Итак, Марий стал консулом в шестой раз. Позднее Саллюстий скажет, что во время Югуртинской войны впервые был дан отпор высокомерию знати (Югуртинская война. 5.1). Он почти прав, но со сдвигом на несколько лет: в войну нанесли удар лишь по Метеллам, а теперь, когда Марий стал раз за разом избираться в консулы, не давая занять эту должность нобилям, они стали раздражаться все больше. Конечно, аристократы признавали, что он – наилучшая кандидатура в условиях кимврского нашествия. Но это не значит, что они были в восторге от постоянных переизбраний Мария.[446] Поэтому ему ставили каждое лыко в строку: он грубый, необразованный мужлан, который не знает ничего, кроме военного дела, и даже не владеет греческим,[447] да и победы его раздуты: Югуртинскую войну выиграл Метелл, самого царя взял в плен Сулла, истинный победитель при Верцеллах – Катул. (Не смогли подыскать лишь того, кто выиграл за Мария битву при Аквах Секстиевых.) К тому же он якшается с грязными демагогами вроде Сатурнина.
Конечно, неотесанным солдафоном Марий не был – как-никак, он происходил из всаднической семьи и определенное образование получил, иначе просто не смог бы заниматься государственной деятельностью.[448] Как уже упоминалось, Цицерон отмечал его осведомленность в истории и праве (За Бальба. 46–47). Правда, незнание греческого налагало на него в глазах рафинированных нобилей клеймо недоучки (вспомним, что за незнание французского помимо прочего дворяне презирали Аракчеева). Когда в начале I века в сенат прибыл в качестве родосского посла ритор Аполлоний Молон, он мог говорить без переводчика[449] – все сенаторы его понимали (или притворялись, что понимали, не желая прослыть невеждами). Если бы не амбиции Мария, ему, конечно, простили бы пробел в образовании. Но спустить это выскочке, осмелившемуся пять раз подряд стать консулом? Как замечает Плутарх, такой чести удостаивался лишь герой древности Марк Валерий Корвин, «но у того между первым и шестым консульствами протекло сорок пять лет, а Марий после первого получил еще пять как единый дар судьбы» (Марий. 28.9).[450]

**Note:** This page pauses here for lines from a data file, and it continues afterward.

//! Two-way binding between local query/filter state and the query service.
//!
//! The binding is two one-directional flows run by a single task:
//!
//! - **push** (local to service): each value from the local state stream is
//!   written to the service, field by field, only where it differs.
//! - **pull** (service to local): each service update is written to the local
//!   state, only where it differs.
//!
//! Echo suppression: a value the task just pulled from the service is never
//! pushed back to it, even if the local stream replays it.
//!
//! Filters are bound as one list. The service keeps pinned entries in its
//! global store and the rest as app filters.

use std::sync::Arc;

use futures::StreamExt;
use futures::stream::BoxStream;
use tokio::sync::broadcast;
use tracing::{debug, trace};

use crate::core::filters::{clean_filters_for_serialize, compare_filters, with_missing_pinned};
use crate::core::types::QueryState;
use crate::reactive::Subscription;
use crate::services::QueryService;

/// Local side of the binding: read, write, and observe.
pub struct QueryStateBinding {
    pub get: Box<dyn Fn() -> QueryState + Send + Sync>,
    pub set: Box<dyn Fn(QueryState) + Send + Sync>,
    pub state: BoxStream<'static, QueryState>,
}

/// Which parts of the state are bound.
#[derive(Debug, Clone, Copy, PartialEq, Eq)]
pub struct SyncTargets {
    pub query: bool,
    pub filters: bool,
}

impl SyncTargets {
    pub const ALL: SyncTargets = SyncTargets {
        query: true,
        filters: true,
    };
}

/// Bind `binding` to `service` until the returned subscription is dropped.
///
/// On connect, pinned filters only the service knows are adopted locally, the
/// result is pushed, and the service state is pulled back.
pub fn connect_to_query_state(
    service: Arc<dyn QueryService>,
    binding: QueryStateBinding,
    targets: SyncTargets,
) -> Subscription {
    let QueryStateBinding { get, set, mut state } = binding;
    let mut updates = service.updates();

    let local = get();
    let mut initial = local.clone();
    if targets.filters {
        initial.filters = with_missing_pinned(&initial.filters, &service.filters());
    }
    push(service.as_ref(), &initial, targets);
    if let Some(pulled) = pull(service.as_ref(), &initial, targets) {
        initial = pulled;
    }
    let mut last_pulled = (initial != local).then(|| {
        set(initial.clone());
        initial
    });

    Subscription::spawn(async move {
        loop {
            tokio::select! {
                next = state.next() => {
                    let Some(local) = next else {
                        break;
                    };
                    if last_pulled.take().as_ref() == Some(&local) {
                        trace!("skipping echo of pulled query state");
                        continue;
                    }
                    push(service.as_ref(), &local, targets);
                }
                update = updates.recv() => {
                    if matches!(update, Err(broadcast::error::RecvError::Closed)) {
                        break;
                    }
                    if let Some(pulled) = pull(service.as_ref(), &get(), targets) {
                        last_pulled = Some(pulled.clone());
                        set(pulled);
                    }
                }
            }
        }
        debug!("query state binding ended");
    })
}

fn push(service: &dyn QueryService, local: &QueryState, targets: SyncTargets) {
    if targets.query && service.query() != local.query {
        debug!(query = %local.query.query, "pushing query to query service");
        service.set_query(local.query.clone());
    }
    if targets.filters && !compare_filters(&local.filters, &service.filters()) {
        debug!(filters = local.filters.len(), "pushing filters to query service");
        service.set_filters(local.filters.clone());
    }
}

/// The local state after taking the service's values, or `None` when nothing
/// differs.
fn pull(service: &dyn QueryService, local: &QueryState, targets: SyncTargets) -> Option<QueryState> {
    let mut next = local.clone();
    let mut changed = false;
    if targets.query {
        let query = service.query();
        if query != local.query {
            next.query = query;
            changed = true;
        }
    }
    if targets.filters {
        let filters = clean_filters_for_serialize(service.filters());
        if !compare_filters(&filters, &local.filters) {
            next.filters = filters;
            changed = true;
        }
    }
    if changed {
        debug!(filters = next.filters.len(), "pulled query state from query service");
    }
    changed.then_some(next)
}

Разговоры о присвоении Марием чужих успехов – это, конечно, обыкновенная пропагандистская «утка». Если применительно к Югуртинской войне еще можно было доказывать, что Метелл закончил бы ее не хуже Мария (но закончил все-таки Марий!), то победа над германцами была целиком его заслугой. Особенно это бросалось в глаза после позорных поражений, понесенных военачальниками-нобилями.